● **Exercise prompt**: Look through the data and write out every line with the word "ExpressionError" in it.

(Stored items)
++++++++++++++++++++
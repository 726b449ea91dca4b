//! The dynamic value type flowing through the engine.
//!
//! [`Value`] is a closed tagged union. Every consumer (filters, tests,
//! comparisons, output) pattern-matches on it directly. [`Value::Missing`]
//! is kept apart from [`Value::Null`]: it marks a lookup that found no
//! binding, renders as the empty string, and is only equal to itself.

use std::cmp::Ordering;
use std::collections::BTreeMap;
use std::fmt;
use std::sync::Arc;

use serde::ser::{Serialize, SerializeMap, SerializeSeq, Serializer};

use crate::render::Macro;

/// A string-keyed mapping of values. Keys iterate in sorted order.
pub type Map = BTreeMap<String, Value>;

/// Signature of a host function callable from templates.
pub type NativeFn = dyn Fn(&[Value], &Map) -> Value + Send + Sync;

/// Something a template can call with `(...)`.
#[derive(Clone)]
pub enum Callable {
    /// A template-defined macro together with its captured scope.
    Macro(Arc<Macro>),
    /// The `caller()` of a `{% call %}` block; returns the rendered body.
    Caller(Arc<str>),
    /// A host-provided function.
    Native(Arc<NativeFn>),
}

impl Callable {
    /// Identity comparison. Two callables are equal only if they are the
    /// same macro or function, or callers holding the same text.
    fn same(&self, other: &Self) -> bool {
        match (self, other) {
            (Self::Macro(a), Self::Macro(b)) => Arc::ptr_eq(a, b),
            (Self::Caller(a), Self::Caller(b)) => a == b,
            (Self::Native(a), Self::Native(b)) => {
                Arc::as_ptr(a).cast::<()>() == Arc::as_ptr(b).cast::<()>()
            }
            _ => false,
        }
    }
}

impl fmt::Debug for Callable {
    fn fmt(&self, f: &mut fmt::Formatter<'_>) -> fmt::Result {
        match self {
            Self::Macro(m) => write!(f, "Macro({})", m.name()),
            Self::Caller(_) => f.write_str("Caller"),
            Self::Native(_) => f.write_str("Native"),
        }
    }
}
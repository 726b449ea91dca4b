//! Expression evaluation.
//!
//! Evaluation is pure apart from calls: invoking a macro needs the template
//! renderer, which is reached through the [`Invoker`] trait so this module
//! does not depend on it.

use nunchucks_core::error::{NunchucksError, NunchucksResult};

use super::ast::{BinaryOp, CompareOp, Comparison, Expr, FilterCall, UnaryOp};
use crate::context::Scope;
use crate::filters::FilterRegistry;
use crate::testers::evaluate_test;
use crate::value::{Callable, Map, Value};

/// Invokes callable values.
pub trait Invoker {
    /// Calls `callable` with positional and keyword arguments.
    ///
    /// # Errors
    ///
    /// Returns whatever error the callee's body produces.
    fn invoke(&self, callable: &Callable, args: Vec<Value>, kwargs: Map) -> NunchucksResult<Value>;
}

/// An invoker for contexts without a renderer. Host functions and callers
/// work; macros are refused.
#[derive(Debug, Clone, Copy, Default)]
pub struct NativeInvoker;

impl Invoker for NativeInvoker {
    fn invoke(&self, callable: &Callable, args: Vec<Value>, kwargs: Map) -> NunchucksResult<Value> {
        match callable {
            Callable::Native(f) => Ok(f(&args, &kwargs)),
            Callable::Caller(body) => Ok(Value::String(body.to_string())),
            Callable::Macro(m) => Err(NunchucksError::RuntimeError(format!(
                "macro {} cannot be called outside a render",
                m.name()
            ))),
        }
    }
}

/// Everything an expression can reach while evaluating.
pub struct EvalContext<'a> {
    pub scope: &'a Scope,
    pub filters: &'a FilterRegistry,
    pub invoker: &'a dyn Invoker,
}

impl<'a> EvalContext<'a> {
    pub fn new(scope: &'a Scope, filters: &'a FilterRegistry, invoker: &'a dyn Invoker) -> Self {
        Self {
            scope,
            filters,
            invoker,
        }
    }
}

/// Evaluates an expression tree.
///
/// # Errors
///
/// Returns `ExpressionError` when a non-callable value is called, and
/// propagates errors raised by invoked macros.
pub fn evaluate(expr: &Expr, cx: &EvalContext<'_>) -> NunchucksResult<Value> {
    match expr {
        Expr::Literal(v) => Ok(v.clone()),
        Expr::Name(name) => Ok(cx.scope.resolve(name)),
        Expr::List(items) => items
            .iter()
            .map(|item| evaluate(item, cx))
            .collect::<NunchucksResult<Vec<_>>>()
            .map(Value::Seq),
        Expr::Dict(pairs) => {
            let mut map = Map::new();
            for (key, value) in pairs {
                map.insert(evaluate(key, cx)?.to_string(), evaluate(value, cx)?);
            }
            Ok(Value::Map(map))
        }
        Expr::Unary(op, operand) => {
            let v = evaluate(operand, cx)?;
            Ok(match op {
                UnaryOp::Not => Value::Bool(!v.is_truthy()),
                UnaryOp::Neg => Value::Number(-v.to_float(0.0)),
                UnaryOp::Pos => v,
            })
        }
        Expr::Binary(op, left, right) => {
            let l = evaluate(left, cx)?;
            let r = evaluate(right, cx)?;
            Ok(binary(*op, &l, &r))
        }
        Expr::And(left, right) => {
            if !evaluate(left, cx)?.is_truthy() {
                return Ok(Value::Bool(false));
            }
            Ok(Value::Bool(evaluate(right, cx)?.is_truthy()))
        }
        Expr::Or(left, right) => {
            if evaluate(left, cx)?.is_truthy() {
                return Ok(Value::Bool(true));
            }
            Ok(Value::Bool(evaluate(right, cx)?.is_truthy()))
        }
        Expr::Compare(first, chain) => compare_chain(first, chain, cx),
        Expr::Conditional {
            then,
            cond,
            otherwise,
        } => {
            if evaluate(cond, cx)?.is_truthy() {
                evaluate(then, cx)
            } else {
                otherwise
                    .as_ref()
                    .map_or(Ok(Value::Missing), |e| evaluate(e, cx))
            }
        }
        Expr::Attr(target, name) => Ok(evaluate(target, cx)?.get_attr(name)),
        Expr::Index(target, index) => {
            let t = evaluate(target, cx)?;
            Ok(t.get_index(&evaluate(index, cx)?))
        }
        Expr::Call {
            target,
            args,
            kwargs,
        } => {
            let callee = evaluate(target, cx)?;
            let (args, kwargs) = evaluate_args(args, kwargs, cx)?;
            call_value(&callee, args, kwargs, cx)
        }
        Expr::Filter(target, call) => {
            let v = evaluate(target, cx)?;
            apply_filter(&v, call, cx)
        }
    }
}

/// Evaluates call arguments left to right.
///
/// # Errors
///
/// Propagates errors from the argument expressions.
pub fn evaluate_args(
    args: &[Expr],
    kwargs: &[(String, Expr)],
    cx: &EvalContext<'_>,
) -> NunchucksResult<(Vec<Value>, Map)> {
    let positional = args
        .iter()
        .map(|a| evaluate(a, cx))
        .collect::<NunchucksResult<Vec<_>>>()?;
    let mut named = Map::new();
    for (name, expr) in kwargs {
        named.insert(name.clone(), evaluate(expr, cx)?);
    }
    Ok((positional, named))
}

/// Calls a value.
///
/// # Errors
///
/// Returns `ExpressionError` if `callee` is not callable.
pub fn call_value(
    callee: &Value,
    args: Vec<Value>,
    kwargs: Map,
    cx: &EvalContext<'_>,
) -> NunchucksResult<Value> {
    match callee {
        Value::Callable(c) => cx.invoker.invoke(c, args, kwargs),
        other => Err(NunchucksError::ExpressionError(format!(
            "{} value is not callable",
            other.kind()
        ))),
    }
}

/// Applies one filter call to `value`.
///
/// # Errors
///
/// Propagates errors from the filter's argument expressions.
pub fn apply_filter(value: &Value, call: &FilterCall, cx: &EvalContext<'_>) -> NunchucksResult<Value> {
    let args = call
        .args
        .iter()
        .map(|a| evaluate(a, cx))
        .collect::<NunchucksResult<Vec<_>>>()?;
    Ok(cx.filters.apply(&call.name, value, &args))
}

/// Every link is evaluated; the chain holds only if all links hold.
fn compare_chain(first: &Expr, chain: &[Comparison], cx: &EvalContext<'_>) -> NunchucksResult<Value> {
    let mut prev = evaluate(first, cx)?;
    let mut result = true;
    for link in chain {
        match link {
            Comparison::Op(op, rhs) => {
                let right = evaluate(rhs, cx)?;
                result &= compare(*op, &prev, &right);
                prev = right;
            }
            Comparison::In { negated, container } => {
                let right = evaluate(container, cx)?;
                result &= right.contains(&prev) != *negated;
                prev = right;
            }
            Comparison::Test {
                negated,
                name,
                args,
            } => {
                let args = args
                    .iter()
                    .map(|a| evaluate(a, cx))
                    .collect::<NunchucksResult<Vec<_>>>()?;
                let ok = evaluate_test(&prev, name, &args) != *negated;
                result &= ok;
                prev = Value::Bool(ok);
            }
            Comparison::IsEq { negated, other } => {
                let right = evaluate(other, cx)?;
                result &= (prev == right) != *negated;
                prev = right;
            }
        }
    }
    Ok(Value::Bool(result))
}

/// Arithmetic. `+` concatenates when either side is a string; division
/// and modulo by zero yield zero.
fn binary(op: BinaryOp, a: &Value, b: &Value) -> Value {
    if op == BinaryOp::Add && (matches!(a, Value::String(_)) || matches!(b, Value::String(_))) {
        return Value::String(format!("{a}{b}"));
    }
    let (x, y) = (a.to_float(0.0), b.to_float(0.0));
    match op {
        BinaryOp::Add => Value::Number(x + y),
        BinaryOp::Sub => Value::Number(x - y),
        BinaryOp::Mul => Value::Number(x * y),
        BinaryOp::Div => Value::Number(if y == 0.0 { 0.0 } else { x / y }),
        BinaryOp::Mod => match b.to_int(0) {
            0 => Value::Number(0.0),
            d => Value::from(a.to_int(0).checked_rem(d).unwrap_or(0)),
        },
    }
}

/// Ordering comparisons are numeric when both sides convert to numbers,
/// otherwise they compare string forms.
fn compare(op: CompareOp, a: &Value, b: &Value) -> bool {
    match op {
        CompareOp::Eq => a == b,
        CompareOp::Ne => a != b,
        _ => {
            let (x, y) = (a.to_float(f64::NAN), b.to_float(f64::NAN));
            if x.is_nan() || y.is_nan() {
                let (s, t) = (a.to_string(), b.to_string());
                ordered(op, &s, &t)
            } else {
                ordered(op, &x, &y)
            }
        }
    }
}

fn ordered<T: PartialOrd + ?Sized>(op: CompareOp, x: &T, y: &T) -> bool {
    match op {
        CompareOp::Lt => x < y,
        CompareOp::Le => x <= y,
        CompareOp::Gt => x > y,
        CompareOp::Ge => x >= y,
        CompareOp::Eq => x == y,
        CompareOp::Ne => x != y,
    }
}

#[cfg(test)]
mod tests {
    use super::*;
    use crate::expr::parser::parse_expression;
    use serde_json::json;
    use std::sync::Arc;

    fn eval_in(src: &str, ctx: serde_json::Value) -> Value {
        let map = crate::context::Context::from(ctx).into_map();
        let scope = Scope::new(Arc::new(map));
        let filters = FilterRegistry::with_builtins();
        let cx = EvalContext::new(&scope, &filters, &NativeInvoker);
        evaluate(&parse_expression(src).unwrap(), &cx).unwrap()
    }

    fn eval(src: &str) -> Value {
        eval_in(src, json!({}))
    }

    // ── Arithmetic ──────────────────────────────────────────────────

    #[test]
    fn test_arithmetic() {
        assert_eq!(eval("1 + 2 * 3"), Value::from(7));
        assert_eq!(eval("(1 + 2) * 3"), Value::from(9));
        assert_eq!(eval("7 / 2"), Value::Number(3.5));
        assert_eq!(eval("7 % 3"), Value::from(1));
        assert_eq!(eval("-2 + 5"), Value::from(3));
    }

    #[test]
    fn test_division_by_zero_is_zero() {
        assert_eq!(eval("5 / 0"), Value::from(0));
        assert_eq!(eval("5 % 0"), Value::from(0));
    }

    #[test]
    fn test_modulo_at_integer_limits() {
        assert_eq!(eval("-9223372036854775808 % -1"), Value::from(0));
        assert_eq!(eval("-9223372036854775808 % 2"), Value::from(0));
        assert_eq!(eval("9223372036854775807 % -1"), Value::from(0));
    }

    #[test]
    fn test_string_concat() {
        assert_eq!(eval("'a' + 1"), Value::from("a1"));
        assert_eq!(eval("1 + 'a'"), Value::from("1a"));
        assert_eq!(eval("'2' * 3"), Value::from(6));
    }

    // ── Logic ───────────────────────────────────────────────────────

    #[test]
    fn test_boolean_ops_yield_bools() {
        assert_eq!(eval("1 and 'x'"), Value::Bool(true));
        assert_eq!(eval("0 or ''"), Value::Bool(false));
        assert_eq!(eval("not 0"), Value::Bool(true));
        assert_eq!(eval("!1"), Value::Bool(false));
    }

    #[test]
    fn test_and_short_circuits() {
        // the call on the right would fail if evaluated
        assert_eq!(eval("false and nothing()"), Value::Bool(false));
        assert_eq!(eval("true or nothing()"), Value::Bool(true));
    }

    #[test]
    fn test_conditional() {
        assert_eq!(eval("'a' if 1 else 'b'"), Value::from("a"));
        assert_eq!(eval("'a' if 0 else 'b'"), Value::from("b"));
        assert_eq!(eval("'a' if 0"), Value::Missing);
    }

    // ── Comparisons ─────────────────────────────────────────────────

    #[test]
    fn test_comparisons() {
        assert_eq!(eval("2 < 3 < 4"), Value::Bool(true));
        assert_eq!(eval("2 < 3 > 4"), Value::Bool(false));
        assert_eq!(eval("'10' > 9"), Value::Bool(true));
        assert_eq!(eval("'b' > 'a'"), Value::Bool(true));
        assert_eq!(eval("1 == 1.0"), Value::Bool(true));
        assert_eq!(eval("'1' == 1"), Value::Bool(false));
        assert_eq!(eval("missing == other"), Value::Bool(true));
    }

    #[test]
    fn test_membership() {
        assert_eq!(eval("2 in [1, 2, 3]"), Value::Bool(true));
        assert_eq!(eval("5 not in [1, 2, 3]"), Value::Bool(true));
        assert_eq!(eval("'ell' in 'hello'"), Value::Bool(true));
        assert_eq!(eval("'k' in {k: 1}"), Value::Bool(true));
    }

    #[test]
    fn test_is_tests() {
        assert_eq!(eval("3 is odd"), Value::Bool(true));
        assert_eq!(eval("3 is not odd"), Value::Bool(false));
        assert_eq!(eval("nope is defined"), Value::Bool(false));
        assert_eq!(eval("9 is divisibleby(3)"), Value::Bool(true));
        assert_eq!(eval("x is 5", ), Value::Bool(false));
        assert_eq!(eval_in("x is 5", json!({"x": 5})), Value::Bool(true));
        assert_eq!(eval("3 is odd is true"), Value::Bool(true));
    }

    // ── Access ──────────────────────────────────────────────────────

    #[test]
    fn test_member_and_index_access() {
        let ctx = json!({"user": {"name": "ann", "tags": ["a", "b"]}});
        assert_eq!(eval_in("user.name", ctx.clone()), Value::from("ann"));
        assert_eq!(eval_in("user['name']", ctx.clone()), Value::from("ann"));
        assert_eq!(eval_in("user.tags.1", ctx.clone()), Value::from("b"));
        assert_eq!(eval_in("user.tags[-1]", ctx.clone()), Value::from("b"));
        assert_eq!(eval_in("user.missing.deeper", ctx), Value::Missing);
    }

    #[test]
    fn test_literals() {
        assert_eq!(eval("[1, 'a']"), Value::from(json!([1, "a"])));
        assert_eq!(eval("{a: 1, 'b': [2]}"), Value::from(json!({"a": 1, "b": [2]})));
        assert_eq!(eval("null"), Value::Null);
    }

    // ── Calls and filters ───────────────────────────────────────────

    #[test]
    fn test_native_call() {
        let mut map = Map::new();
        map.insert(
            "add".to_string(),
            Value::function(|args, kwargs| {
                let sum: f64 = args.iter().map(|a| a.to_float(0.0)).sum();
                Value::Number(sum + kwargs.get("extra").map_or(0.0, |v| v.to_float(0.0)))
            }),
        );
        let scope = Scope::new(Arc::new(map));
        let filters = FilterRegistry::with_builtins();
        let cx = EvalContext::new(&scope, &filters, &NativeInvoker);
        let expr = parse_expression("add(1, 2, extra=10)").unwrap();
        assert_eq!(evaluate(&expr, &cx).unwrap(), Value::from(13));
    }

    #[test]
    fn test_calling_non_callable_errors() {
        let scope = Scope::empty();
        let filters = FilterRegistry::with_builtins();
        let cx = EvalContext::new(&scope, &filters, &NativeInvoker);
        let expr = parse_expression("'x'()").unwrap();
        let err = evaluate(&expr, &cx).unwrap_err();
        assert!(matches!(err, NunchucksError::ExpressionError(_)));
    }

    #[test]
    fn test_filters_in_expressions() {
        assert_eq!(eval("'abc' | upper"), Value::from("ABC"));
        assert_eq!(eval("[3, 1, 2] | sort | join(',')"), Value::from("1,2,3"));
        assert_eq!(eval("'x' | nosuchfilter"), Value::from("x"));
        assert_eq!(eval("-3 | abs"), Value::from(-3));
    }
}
++++++++++++++++++++
● **Reply**:
/// Returns `ExpressionError` when a non-callable value is called, and
/// Returns `ExpressionError` if `callee` is not callable.
        other => Err(NunchucksError::ExpressionError(format!(
        assert!(matches!(err, NunchucksError::ExpressionError(_)));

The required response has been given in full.